Saved entries:
···

use crate::utils::error::{CheckError, Result};

pub trait Validate {
    fn validate(&self) -> Result<()>;
}

pub fn validate_path(field_name: &str, path: &str) -> Result<()> {
    if path.is_empty() {
        return Err(CheckError::InvalidConfigValueError {
            field: field_name.to_string(),
            value: path.to_string(),
            reason: "Path cannot be empty".to_string(),
        });
    }

    if path.contains('\0') {
        return Err(CheckError::InvalidConfigValueError {
            field: field_name.to_string(),
            value: path.to_string(),
            reason: "Path contains null bytes".to_string(),
        });
    }

    Ok(())
}

pub fn validate_positive_number(field_name: &str, value: usize, min_value: usize) -> Result<()> {
    if value < min_value {
        return Err(CheckError::InvalidConfigValueError {
            field: field_name.to_string(),
            value: value.to_string(),
            reason: format!("Value must be at least {}", min_value),
        });
    }
    Ok(())
}

pub fn validate_non_empty_string(field_name: &str, value: &str) -> Result<()> {
    if value.trim().is_empty() {
        return Err(CheckError::InvalidConfigValueError {
            field: field_name.to_string(),
            value: value.to_string(),
            reason: "Value cannot be empty or whitespace-only".to_string(),
        });
    }
    Ok(())
}

pub fn validate_range<T: PartialOrd + std::fmt::Display + Copy>(
    field_name: &str,
    value: T,
    min: T,
    max: T,
) -> Result<()> {
    if value < min || value > max {
        return Err(CheckError::InvalidConfigValueError {
            field: field_name.to_string(),
            value: value.to_string(),
            reason: format!("Value must be between {} and {}", min, max),
        });
    }
    Ok(())
}

pub fn validate_one_of(field_name: &str, value: &str, allowed: &[&str]) -> Result<()> {
    if !allowed.contains(&value) {
        return Err(CheckError::InvalidConfigValueError {
            field: field_name.to_string(),
            value: value.to_string(),
            reason: format!("Unsupported value. Valid values: {}", allowed.join(", ")),
        });
    }
    Ok(())
}

#[cfg(test)]
mod tests {
    use super::*;

    #[test]
    fn test_validate_path() {
        assert!(validate_path("export.output_path", "./exports").is_ok());
        assert!(validate_path("export.output_path", "").is_err());
        assert!(validate_path("export.output_path", "bad\0path").is_err());
    }

    #[test]
    fn test_validate_positive_number() {
        assert!(validate_positive_number("orchestrator.event_capacity", 16, 1).is_ok());
        assert!(validate_positive_number("orchestrator.event_capacity", 0, 1).is_err());
    }

    #[test]
    fn test_validate_range() {
        assert!(validate_range("checker.backoff_base", 1.5, 1.0, 10.0).is_ok());
        assert!(validate_range("checker.backoff_base", 0.5, 1.0, 10.0).is_err());
        assert!(validate_range("checker.max_attempts", 11u32, 0, 10).is_err());
    }

    #[test]
    fn test_validate_one_of() {
        assert!(validate_one_of("export.format", "csv", &["csv", "lines"]).is_ok());
        let err = validate_one_of("export.format", "xlsx", &["csv", "lines"]).unwrap_err();
        assert!(err.to_string().contains("xlsx"));
    }

    #[test]
    fn test_validate_non_empty_string() {
        assert!(validate_non_empty_string("checker.allowed_domains", "gmail.com").is_ok());
        assert!(validate_non_empty_string("checker.allowed_domains", "   ").is_err());
    }
}
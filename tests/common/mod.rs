#![allow(dead_code)]

use async_trait::async_trait;
use mail_batch::{
    BatchOrchestrator, CheckError, Checker, EventBus, EventPayload, JobEvent, JobId, JobStatus,
    OrchestratorSettings, Subscription, ValidationOutcome, ValidationStatus,
};
use std::collections::HashMap;
use std::sync::Arc;
use std::time::Duration;
use tokio::sync::Semaphore;

pub const WAIT_LIMIT: Duration = Duration::from_secs(5);

#[derive(Debug, Clone, Copy)]
pub enum Script {
    Outcome(ValidationStatus),
    Fail,
    Panic,
    Hang,
}

/// Deterministic checker. Addresses without a script are `valid`. With a
/// gate, every check first takes one permit.
#[derive(Default)]
pub struct ScriptedChecker {
    scripts: HashMap<String, Script>,
    gate: Option<Arc<Semaphore>>,
}

impl ScriptedChecker {
    pub fn new() -> Self {
        Self::default()
    }

    pub fn script(mut self, address: &str, script: Script) -> Self {
        self.scripts.insert(address.to_string(), script);
        self
    }

    pub fn gated(mut self, gate: Arc<Semaphore>) -> Self {
        self.gate = Some(gate);
        self
    }
}

#[async_trait]
impl Checker for ScriptedChecker {
    async fn check(&self, address: &str) -> mail_batch::Result<ValidationOutcome> {
        if let Some(gate) = &self.gate {
            gate.acquire().await.expect("gate closed").forget();
        }

        match self.scripts.get(address).copied() {
            None => Ok(ValidationOutcome::valid("Mailbox exists")),
            Some(Script::Outcome(status)) => Ok(ValidationOutcome::new(status, format!("scripted {}", status))),
            Some(Script::Fail) => Err(CheckError::checker("Connection failed")),
            Some(Script::Panic) => panic!("checker blew up on {}", address),
            Some(Script::Hang) => {
                std::future::pending::<()>().await;
                unreachable!()
            }
        }
    }
}

pub fn immediate_settings() -> OrchestratorSettings {
    OrchestratorSettings {
        check_timeout: None,
        item_delay: Duration::ZERO,
    }
}

pub fn orchestrator(checker: ScriptedChecker) -> BatchOrchestrator {
    orchestrator_with(checker, immediate_settings())
}

pub fn orchestrator_with(checker: ScriptedChecker, settings: OrchestratorSettings) -> BatchOrchestrator {
    BatchOrchestrator::new(Arc::new(checker), EventBus::default(), settings)
}

pub fn addresses(items: &[&str]) -> Vec<String> {
    items.iter().map(|a| a.to_string()).collect()
}

pub fn numbered(count: usize) -> Vec<String> {
    (1..=count).map(|i| format!("user{}@gmail.com", i)).collect()
}

pub async fn next_event(subscription: &mut Subscription) -> Option<JobEvent> {
    tokio::time::timeout(WAIT_LIMIT, subscription.recv())
        .await
        .expect("timed out waiting for an event")
}

/// Reads events until a progress event reports `current`.
pub async fn wait_for_progress(subscription: &mut Subscription, current: usize) {
    loop {
        let event = next_event(subscription).await.expect("stream ended early");
        if let EventPayload::Progress(progress) = event.payload {
            if progress.current == current {
                return;
            }
        }
    }
}

pub async fn wait_for_status(orchestrator: &BatchOrchestrator, job_id: &JobId, status: JobStatus) {
    let mut watch = orchestrator.watch_status(job_id).await.expect("job exists");
    tokio::time::timeout(WAIT_LIMIT, watch.wait_for(|s| *s == status))
        .await
        .expect("timed out waiting for status")
        .expect("worker stopped");
}

pub fn result_addresses(events: &[JobEvent]) -> Vec<String> {
    events
        .iter()
        .filter_map(|event| match &event.payload {
            EventPayload::Result(record) => Some(record.address.clone()),
            _ => None,
        })
        .collect()
}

···

> [WHAT THE EXERCISE ASKS]: The full set of entries above needs to be restated word for word.

> [SOLUTION FOR THIS PROBLEM]:
use crate::utils::error::{CheckError, Result};

pub trait Validate {
    fn validate(&self) -> Result<()>;
}

pub fn validate_path(field_name: &str, path: &str) -> Result<()> {
    if path.is_empty() {
        return Err(CheckError::InvalidConfigValueError {
            field: field_name.to_string(),
            value: path.to_string(),
            reason: "Path cannot be empty".to_string(),
        });
    }

    if path.contains('\0') {
        return Err(CheckError::InvalidConfigValueError {
            field: field_name.to_string(),
            value: path.to_string(),
            reason: "Path contains null bytes".to_string(),
        });
    }

    Ok(())
}

pub fn validate_positive_number(field_name: &str, value: usize, min_value: usize) -> Result<()> {
    if value < min_value {
        return Err(CheckError::InvalidConfigValueError {
            field: field_name.to_string(),
            value: value.to_string(),
            reason: format!("Value must be at least {}", min_value),
        });
    }
    Ok(())
}

pub fn validate_non_empty_string(field_name: &str, value: &str) -> Result<()> {
    if value.trim().is_empty() {
        return Err(CheckError::InvalidConfigValueError {
            field: field_name.to_string(),
            value: value.to_string(),
            reason: "Value cannot be empty or whitespace-only".to_string(),
        });
    }
    Ok(())
}

pub fn validate_range<T: PartialOrd + std::fmt::Display + Copy>(
    field_name: &str,
    value: T,
    min: T,
    max: T,
) -> Result<()> {
    if value < min || value > max {
        return Err(CheckError::InvalidConfigValueError {
            field: field_name.to_string(),
            value: value.to_string(),
            reason: format!("Value must be between {} and {}", min, max),
        });
    }
    Ok(())
}

pub fn validate_one_of(field_name: &str, value: &str, allowed: &[&str]) -> Result<()> {
    if !allowed.contains(&value) {
        return Err(CheckError::InvalidConfigValueError {
            field: field_name.to_string(),
            value: value.to_string(),
            reason: format!("Unsupported value. Valid values: {}", allowed.join(", ")),
        });
    }
    Ok(())
}

#[cfg(test)]
mod tests {
    use super::*;

    #[test]
    fn test_validate_path() {
        assert!(validate_path("export.output_path", "./exports").is_ok());
        assert!(validate_path("export.output_path", "").is_err());
        assert!(validate_path("export.output_path", "bad\0path").is_err());
    }

    #[test]
    fn test_validate_positive_number() {
        assert!(validate_positive_number("orchestrator.event_capacity", 16, 1).is_ok());
        assert!(validate_positive_number("orchestrator.event_capacity", 0, 1).is_err());
    }

    #[test]
    fn test_validate_range() {
        assert!(validate_range("checker.backoff_base", 1.5, 1.0, 10.0).is_ok());
        assert!(validate_range("checker.backoff_base", 0.5, 1.0, 10.0).is_err());
        assert!(validate_range("checker.max_attempts", 11u32, 0, 10).is_err());
    }

    #[test]
    fn test_validate_one_of() {
        assert!(validate_one_of("export.format", "csv", &["csv", "lines"]).is_ok());
        let err = validate_one_of("export.format", "xlsx", &["csv", "lines"]).unwrap_err();
        assert!(err.to_string().contains("xlsx"));
    }

    #[test]
    fn test_validate_non_empty_string() {
        assert!(validate_non_empty_string("checker.allowed_domains", "gmail.com").is_ok());
        assert!(validate_non_empty_string("checker.allowed_domains", "   ").is_err());
    }
}
filename tests/common/mod.rs
#![allow(dead_code)]

use async_trait::async_trait;
use mail_batch::{
    BatchOrchestrator, CheckError, Checker, EventBus, EventPayload, JobEvent, JobId, JobStatus,
    OrchestratorSettings, Subscription, ValidationOutcome, ValidationStatus,
};
use std::collections::HashMap;
use std::sync::Arc;
use std::time::Duration;
use tokio::sync::Semaphore;

pub const WAIT_LIMIT: Duration = Duration::from_secs(5);

#[derive(Debug, Clone, Copy)]
pub enum Script {
    Outcome(ValidationStatus),
    Fail,
    Panic,
    Hang,
}

/// Deterministic checker. Addresses without a script are `valid`. With a
/// gate, every check first takes one permit.
#[derive(Default)]
pub struct ScriptedChecker {
    scripts: HashMap<String, Script>,
    gate: Option<Arc<Semaphore>>,
}

impl ScriptedChecker {
    pub fn new() -> Self {
        Self::default()
    }

    pub fn script(mut self, address: &str, script: Script) -> Self {
        self.scripts.insert(address.to_string(), script);
        self
    }

    pub fn gated(mut self, gate: Arc<Semaphore>) -> Self {
        self.gate = Some(gate);
        self
    }
}

#[async_trait]
impl Checker for ScriptedChecker {
    async fn check(&self, address: &str) -> mail_batch::Result<ValidationOutcome> {
        if let Some(gate) = &self.gate {
            gate.acquire().await.expect("gate closed").forget();
        }

        match self.scripts.get(address).copied() {
            None => Ok(ValidationOutcome::valid("Mailbox exists")),
            Some(Script::Outcome(status)) => Ok(ValidationOutcome::new(status, format!("scripted {}", status))),
            Some(Script::Fail) => Err(CheckError::checker("Connection failed")),
            Some(Script::Panic) => panic!("checker blew up on {}", address),
            Some(Script::Hang) => {
                std::future::pending::<()>().await;
                unreachable!()
            }
        }
    }
}

pub fn immediate_settings() -> OrchestratorSettings {
    OrchestratorSettings {
        check_timeout: None,
        item_delay: Duration::ZERO,
    }
}

pub fn orchestrator(checker: ScriptedChecker) -> BatchOrchestrator {
    orchestrator_with(checker, immediate_settings())
}

pub fn orchestrator_with(checker: ScriptedChecker, settings: OrchestratorSettings) -> BatchOrchestrator {
    BatchOrchestrator::new(Arc::new(checker), EventBus::default(), settings)
}

pub fn addresses(items: &[&str]) -> Vec<String> {
    items.iter().map(|a| a.to_string()).collect()
}

pub fn numbered(count: usize) -> Vec<String> {
    (1..=count).map(|i| format!("user{}@gmail.com", i)).collect()
}

pub async fn next_event(subscription: &mut Subscription) -> Option<JobEvent> {
    tokio::time::timeout(WAIT_LIMIT, subscription.recv())
        .await
        .expect("timed out waiting for an event")
}

/// Reads events until a progress event reports `current`.
pub async fn wait_for_progress(subscription: &mut Subscription, current: usize) {
    loop {
        let event = next_event(subscription).await.expect("stream ended early");
        if let EventPayload::Progress(progress) = event.payload {
            if progress.current == current {
                return;
            }
        }
    }
}

pub async fn wait_for_status(orchestrator: &BatchOrchestrator, job_id: &JobId, status: JobStatus) {
    let mut watch = orchestrator.watch_status(job_id).await.expect("job exists");
    tokio::time::timeout(WAIT_LIMIT, watch.wait_for(|s| *s == status))
        .await
        .expect("timed out waiting for status")
        .expect("worker stopped");
}

pub fn result_addresses(events: &[JobEvent]) -> Vec<String> {
    events
        .iter()
        .filter_map(|event| match &event.payload {
            EventPayload::Result(record) => Some(record.address.clone()),
            _ => None,
        })
        .collect()
}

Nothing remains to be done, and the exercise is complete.